* [Collected data entries]

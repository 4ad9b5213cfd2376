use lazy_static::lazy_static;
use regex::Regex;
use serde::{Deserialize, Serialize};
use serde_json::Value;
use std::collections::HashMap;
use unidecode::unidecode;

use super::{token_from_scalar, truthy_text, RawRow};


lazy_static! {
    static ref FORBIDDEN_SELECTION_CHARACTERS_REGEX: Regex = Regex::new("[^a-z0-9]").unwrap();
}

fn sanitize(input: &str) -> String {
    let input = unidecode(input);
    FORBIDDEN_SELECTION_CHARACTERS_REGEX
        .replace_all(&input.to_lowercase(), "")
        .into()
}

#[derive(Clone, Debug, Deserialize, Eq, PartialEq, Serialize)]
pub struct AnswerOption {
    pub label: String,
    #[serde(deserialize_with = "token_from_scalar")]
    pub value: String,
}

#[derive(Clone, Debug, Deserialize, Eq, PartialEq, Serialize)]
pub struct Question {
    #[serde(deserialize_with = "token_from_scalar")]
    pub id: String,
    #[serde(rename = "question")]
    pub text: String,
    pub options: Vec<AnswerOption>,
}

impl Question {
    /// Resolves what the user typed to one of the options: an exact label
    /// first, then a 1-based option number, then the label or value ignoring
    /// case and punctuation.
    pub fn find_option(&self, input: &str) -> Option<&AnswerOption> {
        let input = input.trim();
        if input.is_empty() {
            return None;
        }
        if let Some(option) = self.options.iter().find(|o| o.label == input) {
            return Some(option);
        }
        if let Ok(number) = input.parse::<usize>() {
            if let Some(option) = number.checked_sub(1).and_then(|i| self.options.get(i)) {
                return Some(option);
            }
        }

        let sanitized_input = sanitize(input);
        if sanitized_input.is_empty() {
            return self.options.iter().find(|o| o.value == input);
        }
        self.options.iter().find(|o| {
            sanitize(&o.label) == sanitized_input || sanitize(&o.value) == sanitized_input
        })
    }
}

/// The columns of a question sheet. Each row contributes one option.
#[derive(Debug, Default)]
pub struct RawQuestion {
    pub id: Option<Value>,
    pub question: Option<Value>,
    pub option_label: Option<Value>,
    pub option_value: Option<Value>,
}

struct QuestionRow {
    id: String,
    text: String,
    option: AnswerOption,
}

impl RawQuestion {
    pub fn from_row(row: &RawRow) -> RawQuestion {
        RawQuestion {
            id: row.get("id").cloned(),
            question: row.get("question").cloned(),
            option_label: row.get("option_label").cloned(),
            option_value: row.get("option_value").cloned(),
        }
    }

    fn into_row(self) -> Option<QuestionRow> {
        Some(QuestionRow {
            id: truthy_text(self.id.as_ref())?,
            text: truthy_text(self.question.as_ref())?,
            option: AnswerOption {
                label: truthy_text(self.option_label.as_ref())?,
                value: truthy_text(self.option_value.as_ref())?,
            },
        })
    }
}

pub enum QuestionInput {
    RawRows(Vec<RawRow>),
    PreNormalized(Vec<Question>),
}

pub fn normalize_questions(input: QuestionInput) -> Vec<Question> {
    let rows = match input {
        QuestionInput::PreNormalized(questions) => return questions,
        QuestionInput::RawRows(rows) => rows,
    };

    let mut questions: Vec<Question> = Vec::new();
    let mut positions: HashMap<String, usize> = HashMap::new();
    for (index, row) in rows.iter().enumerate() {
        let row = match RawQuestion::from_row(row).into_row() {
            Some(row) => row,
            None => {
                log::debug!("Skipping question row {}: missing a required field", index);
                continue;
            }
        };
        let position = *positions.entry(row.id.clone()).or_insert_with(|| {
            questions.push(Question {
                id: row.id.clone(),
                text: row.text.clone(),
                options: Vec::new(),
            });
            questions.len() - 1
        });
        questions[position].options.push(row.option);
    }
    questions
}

---

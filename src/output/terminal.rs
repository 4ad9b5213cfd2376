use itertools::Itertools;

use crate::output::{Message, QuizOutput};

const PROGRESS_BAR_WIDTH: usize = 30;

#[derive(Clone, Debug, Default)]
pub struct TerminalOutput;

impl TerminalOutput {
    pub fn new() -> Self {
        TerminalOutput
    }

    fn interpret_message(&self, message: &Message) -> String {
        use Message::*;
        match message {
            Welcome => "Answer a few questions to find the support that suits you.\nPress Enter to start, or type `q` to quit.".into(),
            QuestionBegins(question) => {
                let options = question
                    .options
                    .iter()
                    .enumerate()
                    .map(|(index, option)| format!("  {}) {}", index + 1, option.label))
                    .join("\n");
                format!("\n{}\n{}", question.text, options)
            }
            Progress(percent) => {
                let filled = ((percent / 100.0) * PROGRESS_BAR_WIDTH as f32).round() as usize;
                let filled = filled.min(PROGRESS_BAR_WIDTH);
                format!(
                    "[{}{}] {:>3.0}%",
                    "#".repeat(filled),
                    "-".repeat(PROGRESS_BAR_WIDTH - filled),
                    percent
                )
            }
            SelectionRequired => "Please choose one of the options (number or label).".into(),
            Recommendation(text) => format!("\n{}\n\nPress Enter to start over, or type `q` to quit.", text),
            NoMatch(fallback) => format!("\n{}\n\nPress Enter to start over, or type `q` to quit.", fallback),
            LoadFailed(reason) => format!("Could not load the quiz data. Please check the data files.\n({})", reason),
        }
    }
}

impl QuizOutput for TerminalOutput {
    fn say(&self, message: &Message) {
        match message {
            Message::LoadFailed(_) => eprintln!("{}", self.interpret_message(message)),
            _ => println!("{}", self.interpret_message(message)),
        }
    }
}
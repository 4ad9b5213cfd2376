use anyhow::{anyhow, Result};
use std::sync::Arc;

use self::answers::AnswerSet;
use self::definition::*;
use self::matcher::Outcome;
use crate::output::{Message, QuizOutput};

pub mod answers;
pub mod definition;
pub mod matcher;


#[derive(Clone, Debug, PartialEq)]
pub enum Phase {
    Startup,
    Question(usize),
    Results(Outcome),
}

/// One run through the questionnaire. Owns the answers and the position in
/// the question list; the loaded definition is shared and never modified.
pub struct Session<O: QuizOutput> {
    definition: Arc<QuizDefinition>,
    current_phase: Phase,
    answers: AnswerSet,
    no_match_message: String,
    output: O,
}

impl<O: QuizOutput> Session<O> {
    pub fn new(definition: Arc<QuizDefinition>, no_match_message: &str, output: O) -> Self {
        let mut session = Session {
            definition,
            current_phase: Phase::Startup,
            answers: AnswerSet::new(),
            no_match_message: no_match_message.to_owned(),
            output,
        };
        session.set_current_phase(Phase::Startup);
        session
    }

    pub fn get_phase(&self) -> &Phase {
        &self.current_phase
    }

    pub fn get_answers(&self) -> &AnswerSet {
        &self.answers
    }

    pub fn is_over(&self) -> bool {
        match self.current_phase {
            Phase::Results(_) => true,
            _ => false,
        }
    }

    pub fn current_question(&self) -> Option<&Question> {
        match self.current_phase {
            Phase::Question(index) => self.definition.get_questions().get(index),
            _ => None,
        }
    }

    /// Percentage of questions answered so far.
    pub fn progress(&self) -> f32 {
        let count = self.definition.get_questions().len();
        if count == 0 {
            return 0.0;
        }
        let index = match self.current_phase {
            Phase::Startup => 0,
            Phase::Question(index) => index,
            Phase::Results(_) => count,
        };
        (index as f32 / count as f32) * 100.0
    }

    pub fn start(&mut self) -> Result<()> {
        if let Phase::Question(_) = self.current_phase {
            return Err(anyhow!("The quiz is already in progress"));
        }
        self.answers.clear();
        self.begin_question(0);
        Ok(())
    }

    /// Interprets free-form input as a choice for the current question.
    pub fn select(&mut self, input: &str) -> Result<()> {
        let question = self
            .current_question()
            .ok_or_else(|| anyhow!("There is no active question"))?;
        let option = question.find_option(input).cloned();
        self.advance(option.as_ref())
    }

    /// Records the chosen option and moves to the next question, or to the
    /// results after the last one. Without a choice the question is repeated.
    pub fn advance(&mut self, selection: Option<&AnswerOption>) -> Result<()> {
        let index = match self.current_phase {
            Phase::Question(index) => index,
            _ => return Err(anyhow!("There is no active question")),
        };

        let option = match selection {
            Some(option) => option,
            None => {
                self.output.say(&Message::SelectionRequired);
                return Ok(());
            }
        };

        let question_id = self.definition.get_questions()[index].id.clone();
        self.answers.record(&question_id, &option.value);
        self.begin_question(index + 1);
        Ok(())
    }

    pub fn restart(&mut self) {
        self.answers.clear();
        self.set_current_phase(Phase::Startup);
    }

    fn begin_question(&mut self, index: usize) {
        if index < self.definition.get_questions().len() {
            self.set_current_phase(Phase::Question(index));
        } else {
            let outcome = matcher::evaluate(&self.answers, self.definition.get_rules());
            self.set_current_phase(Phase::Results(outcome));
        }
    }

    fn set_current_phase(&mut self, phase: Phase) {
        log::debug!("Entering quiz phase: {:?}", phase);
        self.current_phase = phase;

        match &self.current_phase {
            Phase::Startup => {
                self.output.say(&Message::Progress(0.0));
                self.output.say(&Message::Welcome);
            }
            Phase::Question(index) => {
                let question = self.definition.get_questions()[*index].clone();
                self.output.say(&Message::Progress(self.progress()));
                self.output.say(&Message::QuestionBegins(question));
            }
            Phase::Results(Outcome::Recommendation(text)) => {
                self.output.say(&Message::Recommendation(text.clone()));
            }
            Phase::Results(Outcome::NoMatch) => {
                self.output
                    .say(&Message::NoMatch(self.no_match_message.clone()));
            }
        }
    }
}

* [PROBLEM DESCRIPTION] Determine the count of lines in the data above with the string "definition" in them, and give that count alone.

* [TASK SOLUTION] 12